(Records drawn from a dataset)
=== Begin Enclosure ===

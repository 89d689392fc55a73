//! Command handlers.
//!
//! Each handler runs one subcommand against an open [`Storage`] (or none, for
//! `estimate` and `config`) and returns the text to print. The binary only
//! loads configuration, opens the store and prints.

use std::fmt::Write as _;
use std::path::Path;

use tracing::{debug, info};

use crate::config::Config;
use crate::error::{Error, Result};
use crate::estimator::format_loss;
use crate::record::{parse_date, today, LarvalCounts, NewRecord};
use crate::storage::{RecordFilter, RecordUpdate, Storage};

use super::output::{render_record, render_records, render_stats};
use super::{
    AddCommand, ConfigCommand, EditCommand, EstimateCommand, ListCommand, OutputFormat, ShowCommand,
};

/// Create the schema, optionally clearing every record first.
///
/// # Errors
///
/// Returns an error if clearing the records fails.
pub fn init(storage: &Storage, drop: bool) -> Result<String> {
    let mut out = String::new();
    if drop {
        let removed = storage.clear()?;
        let _ = writeln!(out, "Dropped {removed} records.");
    }
    let _ = write!(out, "Database initialized at {}", storage.path().display());
    Ok(out)
}

/// Load the historical seed records.
///
/// # Errors
///
/// Returns an error if the database operation fails.
pub fn seed(storage: &Storage) -> Result<String> {
    let inserted = storage.seed()?;
    Ok(format!("Inserted {inserted} seed records."))
}

/// Compute the loss for two counts without storing anything.
///
/// # Errors
///
/// Returns [`Error::InvalidCount`] if either count is malformed.
pub fn estimate(cmd: &EstimateCommand) -> Result<String> {
    let counts = LarvalCounts::parse(&cmd.first, &cmd.second)?;
    Ok(format_loss(counts.estimated_loss()))
}

/// Validate and store a new measurement.
///
/// # Errors
///
/// Returns an input error for malformed counts or dates, or a storage error.
pub fn add(storage: &Storage, cmd: &AddCommand) -> Result<String> {
    let counts = LarvalCounts::parse(&cmd.first, &cmd.second)?;
    let recorded_date = match &cmd.date {
        Some(date) => parse_date(date)?,
        None => today(),
    };

    let record = NewRecord::new(counts, recorded_date);
    let id = storage.insert(&record)?;

    info!("Stored record {}", id);
    Ok(format!(
        "Record {id}: estimated loss {}%",
        format_loss(record.estimated_loss)
    ))
}

/// Build the listing filter and format, falling back to the configured
/// defaults for anything the command line leaves unset.
///
/// # Errors
///
/// Returns [`Error::InvalidDate`] for a malformed bound, or
/// [`Error::InvalidArgument`] when `--since` is later than `--until`.
pub fn list_filter(cmd: &ListCommand, config: &Config) -> Result<(RecordFilter, OutputFormat)> {
    let filter = RecordFilter {
        since: cmd.since.as_deref().map(parse_date).transpose()?,
        until: cmd.until.as_deref().map(parse_date).transpose()?,
        limit: cmd.limit.unwrap_or(config.listing.default_limit),
    };
    if let (Some(since), Some(until)) = (filter.since, filter.until) {
        if since > until {
            return Err(Error::invalid_argument(format!(
                "--since {since} is after --until {until}"
            )));
        }
    }

    let format = cmd
        .format
        .unwrap_or_else(|| OutputFormat::from_config(&config.listing.default_format));

    Ok((filter, format))
}

/// List stored records.
///
/// # Errors
///
/// Returns an error if the arguments are invalid or the query fails.
pub fn list(storage: &Storage, cmd: &ListCommand, config: &Config) -> Result<String> {
    let (filter, format) = list_filter(cmd, config)?;
    debug!(?filter, ?format, "Listing records");
    let records = storage.list(&filter)?;
    render_records(&records, format)
}

/// Show one record.
///
/// # Errors
///
/// Returns [`Error::RecordNotFound`] if no record has the id.
pub fn show(storage: &Storage, cmd: &ShowCommand) -> Result<String> {
    let record = storage
        .get(cmd.id)?
        .ok_or(Error::RecordNotFound { id: cmd.id })?;
    render_record(&record, cmd.format)
}

/// Turn the edit flags into a [`RecordUpdate`].
///
/// # Errors
///
/// Returns an input error for malformed values, or
/// [`Error::InvalidArgument`] when no field is given.
pub fn record_update(cmd: &EditCommand) -> Result<RecordUpdate> {
    let update = RecordUpdate {
        first_gen_count: cmd.first.as_deref().map(LarvalCounts::parse_first).transpose()?,
        second_gen_count: cmd.second.as_deref().map(LarvalCounts::parse_second).transpose()?,
        recorded_date: cmd.date.as_deref().map(parse_date).transpose()?,
    };
    if update.is_empty() {
        return Err(Error::invalid_argument(
            "nothing to change: pass --first, --second or --date",
        ));
    }
    Ok(update)
}

/// Change a record and recompute its loss.
///
/// # Errors
///
/// Returns an error if the flags are invalid or the record does not exist.
pub fn edit(storage: &Storage, cmd: &EditCommand) -> Result<String> {
    let update = record_update(cmd)?;
    let record = storage
        .update(cmd.id, &update)?
        .ok_or(Error::RecordNotFound { id: cmd.id })?;

    Ok(format!(
        "Record {}: estimated loss {}%",
        record.id,
        record.loss_display()
    ))
}

/// Delete one record.
///
/// # Errors
///
/// Returns [`Error::RecordNotFound`] if no record has the id.
pub fn delete(storage: &Storage, id: i64) -> Result<String> {
    if !storage.delete(id)? {
        return Err(Error::RecordNotFound { id });
    }
    Ok(format!("Deleted record {id}."))
}

/// Show store statistics.
///
/// # Errors
///
/// Returns an error if the query or JSON serialization fails.
pub fn stats(storage: &Storage, json: bool) -> Result<String> {
    let stats = storage.stats()?;
    if json {
        Ok(serde_json::to_string_pretty(&stats)?)
    } else {
        Ok(format!(
            "Database: {}\n{}",
            storage.path().display(),
            render_stats(&stats)
        ))
    }
}

/// Run a `config` subcommand.
///
/// `path` and `validate` never load the active configuration, so a broken
/// file can still be located and checked. `custom_path` is the global
/// `--config` option.
///
/// # Errors
///
/// Returns the load or validation error of the file being shown or validated.
pub fn config(cmd: &ConfigCommand, custom_path: Option<&Path>) -> Result<String> {
    let config_file = custom_path.map_or_else(Config::default_config_path, Path::to_path_buf);

    match cmd {
        ConfigCommand::Show { json } => {
            let config = Config::load_from(Some(config_file))?;
            show_config(&config, *json)
        }
        ConfigCommand::Path => Ok(config_file.display().to_string()),
        ConfigCommand::Validate { file } => {
            let path = file.clone().unwrap_or(config_file);
            debug!("Validating configuration: {}", path.display());
            Config::load_from(Some(path.clone()))?;
            Ok(format!("Configuration is valid: {}", path.display()))
        }
    }
}

fn show_config(config: &Config, json: bool) -> Result<String> {
    if json {
        return Ok(serde_json::to_string_pretty(config)?);
    }

    let mut out = String::new();
    let _ = writeln!(out, "Current Configuration");
    let _ = writeln!(out, "=====================");
    let _ = writeln!(out);
    let _ = writeln!(out, "[Storage]");
    let _ = writeln!(out, "  Database path:   {}", config.database_path().display());
    let _ = writeln!(out);
    let _ = writeln!(out, "[Listing]");
    let _ = writeln!(out, "  Default limit:   {}", config.listing.default_limit);
    let _ = write!(out, "  Default format:  {}", config.listing.default_format);
    Ok(out)
}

=== End Enclosure ===

▶ [WHAT TO DO]: Copy each line of the entries that includes the word "crate".

▶ [OUTPUT OF THE TASK]:
use crate::config::Config;
use crate::error::{Error, Result};
use crate::estimator::format_loss;
use crate::record::{parse_date, today, LarvalCounts, NewRecord};
use crate::storage::{RecordFilter, RecordUpdate, Storage};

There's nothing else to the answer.